PARIS— The co-pilot who crashed a Germanwing­s jet into the Alps feared that he was losing his eyesight, and some of the many doctors he consulted felt he was unfit to fly, a French prosecutor said Thursday.

The doctors didn’t report their concerns to Andreas Lubitz’s employers, however, because of German patient privacy laws, Marseille prosecutor Brice Robin told reporters in Paris.

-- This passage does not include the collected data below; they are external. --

//! Egress proxy server.
//!
//! The proxy is the only path to the outside world for a payload. It runs on
//! the host and terminates plain HTTP (absolute-form requests) and tunnels
//! HTTPS via CONNECT.
//!
//! ```text
//! Container ──► HTTPS_PROXY=host:PORT ──► EgressProxy ──► Internet
//!                                             │
//!                                             ├─► request hooks (policy / mock / block)
//!                                             ├─► audit log (arrival order)
//!                                             └─► header redaction (audit copies only)
//! ```
//!
//! One proxy instance serves exactly one execution; its audit log is that
//! execution's network log. The active policy is swapped atomically and read
//! once per request at arrival, so in-flight requests never observe a swap.

use std::collections::BTreeMap;
use std::convert::Infallible;
use std::net::SocketAddr;
use std::sync::Arc;
use std::sync::atomic::{AtomicBool, AtomicU64, Ordering};

use bytes::Bytes;
use http_body_util::{BodyExt, Empty, Full, combinators::BoxBody};
use hyper::server::conn::http1;
use hyper::service::service_fn;
use hyper::{Method, Request, Response, StatusCode};
use hyper_util::rt::TokioIo;
use tokio::net::{TcpListener, TcpStream};
use tokio::sync::RwLock;

use crate::error::{Error, Result};
use crate::policy::{Policy, extract_host, extract_path};
use crate::proxy::audit::{AuditEntry, AuditLog};
use crate::proxy::headers::{HeaderFilter, is_hop_by_hop_header};
use crate::proxy::hooks::{
    MockResponse, RequestContext, RequestDecision, RequestHook, ResponseDecision, ResponseHook,
};

/// State shared across proxy connections.
pub(crate) struct ProxyState {
    pub(crate) request_hooks: Vec<Arc<dyn RequestHook>>,
    pub(crate) response_hooks: Vec<Arc<dyn ResponseHook>>,
    pub(crate) header_filter: HeaderFilter,
    pub(crate) audit: Arc<AuditLog>,
    pub(crate) policy: RwLock<Arc<Policy>>,
    /// Upstream client. Redirects are disabled: the payload sees 3xx
    /// responses and decides for itself.
    pub(crate) client: reqwest::Client,
    pub(crate) request_count: AtomicU64,
    pub(crate) running: AtomicBool,
}

/// Policy-enforcing forward proxy for one execution.
pub struct EgressProxy {
    state: Arc<ProxyState>,
    addr: RwLock<Option<SocketAddr>>,
    shutdown_tx: RwLock<Option<tokio::sync::oneshot::Sender<()>>>,
}

impl EgressProxy {
    pub(crate) fn from_state(state: ProxyState) -> Self {
        Self {
            state: Arc::new(state),
            addr: RwLock::new(None),
            shutdown_tx: RwLock::new(None),
        }
    }

    /// Start the proxy on the given port (0 = auto-assign). Idempotent:
    /// calling start on a running proxy returns the bound address.
    pub async fn start(&self, port: u16) -> Result<SocketAddr> {
        if self.state.running.load(Ordering::SeqCst) {
            if let Some(addr) = *self.addr.read().await {
                return Ok(addr);
            }
        }

        // Bound on all interfaces so bridged containers can reach it.
        let listener = TcpListener::bind(("0.0.0.0", port))
            .await
            .map_err(|e| Error::StartFailed {
                reason: format!("proxy failed to bind port {}: {}", port, e),
            })?;

        let addr = listener.local_addr().map_err(|e| Error::StartFailed {
            reason: format!("proxy local addr: {}", e),
        })?;

        *self.addr.write().await = Some(addr);

        let (shutdown_tx, mut shutdown_rx) = tokio::sync::oneshot::channel();
        *self.shutdown_tx.write().await = Some(shutdown_tx);

        self.state.running.store(true, Ordering::SeqCst);

        let state = self.state.clone();

        tokio::spawn(async move {
            tracing::debug!(%addr, "egress proxy started");

            loop {
                tokio::select! {
                    accept_result = listener.accept() => {
                        match accept_result {
                            Ok((stream, _)) => {
                                let io = TokioIo::new(stream);
                                let state = state.clone();

                                tokio::spawn(async move {
                                    let service = service_fn(move |req| {
                                        let state = state.clone();
                                        async move { handle_request(req, state).await }
                                    });

                                    if let Err(e) = http1::Builder::new()
                                        .preserve_header_case(true)
                                        .title_case_headers(true)
                                        .serve_connection(io, service)
                                        .with_upgrades()
                                        .await
                                    {
                                        tracing::debug!(error = %e, "proxy connection error");
                                    }
                                });
                            }
                            Err(e) => {
                                tracing::error!(error = %e, "proxy accept error");
                            }
                        }
                    }
                    _ = &mut shutdown_rx => {
                        tracing::debug!("egress proxy shutting down");
                        break;
                    }
                }
            }

            state.running.store(false, Ordering::SeqCst);
        });

        Ok(addr)
    }

    /// Stop the proxy. Connections already accepted are allowed to finish.
    pub async fn stop(&self) {
        if let Some(tx) = self.shutdown_tx.write().await.take() {
            let _ = tx.send(());
        }
    }

    /// Atomically swap the active policy. In-flight requests keep the policy
    /// they captured at arrival.
    pub async fn set_policy(&self, policy: Arc<Policy>) {
        *self.state.policy.write().await = policy;
    }

    pub async fn current_policy(&self) -> Arc<Policy> {
        self.state.policy.read().await.clone()
    }

    /// Copy of this execution's audit log, in arrival order.
    pub fn audit_snapshot(&self) -> Vec<AuditEntry> {
        self.state.audit.snapshot()
    }

    pub async fn addr(&self) -> Option<SocketAddr> {
        *self.addr.read().await
    }

    pub fn is_running(&self) -> bool {
        self.state.running.load(Ordering::SeqCst)
    }

    pub fn request_count(&self) -> u64 {
        self.state.request_count.load(Ordering::SeqCst)
    }
}

/// Handle one incoming proxy request.
async fn handle_request(
    req: Request<hyper::body::Incoming>,
    state: Arc<ProxyState>,
) -> std::result::Result<Response<BoxBody<Bytes, Infallible>>, Infallible> {
    state.request_count.fetch_add(1, Ordering::SeqCst);

    if req.method() == Method::CONNECT {
        return Ok(handle_connect(req, state).await);
    }

    let url = req.uri().to_string();
    let method = req.method().to_string();

    let host = match extract_host(&url) {
        Some(h) => h,
        None => {
            tracing::warn!(%url, "proxy: request without absolute-form URL");
            return Ok(error_response(
                StatusCode::BAD_REQUEST,
                "proxy requests must use an absolute URL".to_string(),
            ));
        }
    };
    let path = extract_path(&url);

    let policy = state.policy.read().await.clone();

    let request_headers = state.header_filter.audit_copy(
        req.headers()
            .iter()
            .filter_map(|(n, v)| v.to_str().ok().map(|v| (n.as_str(), v))),
    );

    let slot = state.audit.begin(AuditEntry::pending(
        &method,
        &url,
        &host,
        request_headers,
    ));

    let ctx = RequestContext {
        method: method.clone(),
        url: url.clone(),
        host,
        path,
        policy,
    };

    match run_request_hooks(&state, &ctx).await {
        RequestDecision::Block {
            status,
            body,
            reason,
        } => {
            tracing::info!(%method, %url, %reason, "proxy: blocked");
            let status_code = StatusCode::from_u16(status).unwrap_or(StatusCode::FORBIDDEN);
            state.audit.complete(slot, |entry| {
                entry.blocked = true;
                entry.reason = Some(reason);
                entry.status_code = Some(status_code.as_u16());
            });
            Ok(json_response(status_code, &body))
        }
        RequestDecision::Mock(mock) => {
            tracing::debug!(%method, %url, status = mock.status, "proxy: mocked");
            state.audit.complete(slot, |entry| {
                entry.status_code = Some(mock.status);
            });
            Ok(mock_response(mock))
        }
        RequestDecision::Forward { header_overrides } => {
            forward_request(req, ctx, header_overrides, slot, state).await
        }
    }
}

/// Run the request hook chain. The first Block or Mock wins; Forward
/// decisions accumulate header rewrites. A failing hook contributes nothing.
async fn run_request_hooks(state: &ProxyState, ctx: &RequestContext) -> RequestDecision {
    let mut overrides = Vec::new();

    for hook in &state.request_hooks {
        match hook.on_request(ctx).await {
            Ok(RequestDecision::Forward { header_overrides }) => {
                overrides.extend(header_overrides);
            }
            Ok(decision) => return decision,
            Err(e) => {
                tracing::warn!(error = %e, "proxy: request hook failed, proceeding without it");
            }
        }
    }

    RequestDecision::Forward {
        header_overrides: overrides,
    }
}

Robin couldn’t confirm whether Lubitz’s vision troubles were real or imagined. Robin met with families of victims Thursday and updated reporters on the status of the investigat­ion into the March 24 crash, which killed all 150 people on board. Families are starting to receive remains of their loved ones and will start holding burials in the coming weeks.

Robin said the investigat­ion “has enabled us to confirm without a shadow of a doubt . . . Mr. Andreas Lubitz deliberate­ly destroyed the plane and deliberate­ly killed150 people, including himself.”

Investigat­ors say Lubitz locked the pilot out of the cockpit and flew the plane into a French mountainsi­de after having researched suicide methods and cockpit door rules and practised an unusual descent.

In a new developmen­t, Robin said informatio­n from his tablet PC showed Lubitz had also investigat­ed vision problems, and “feared going blind” — a career-ending malady for a pilot.

Lubitz had seven medical appointmen­ts within the month before the March 24 crash, including three with a psychiatri­st, Robin said. Some of the doctors felt Lubitz was psychologi­cally unstable, and some felt he was unfit to fly, but “unfortunat­ely that informatio­n was not reported because of medical secrecy requiremen­ts,” the prosecutor said.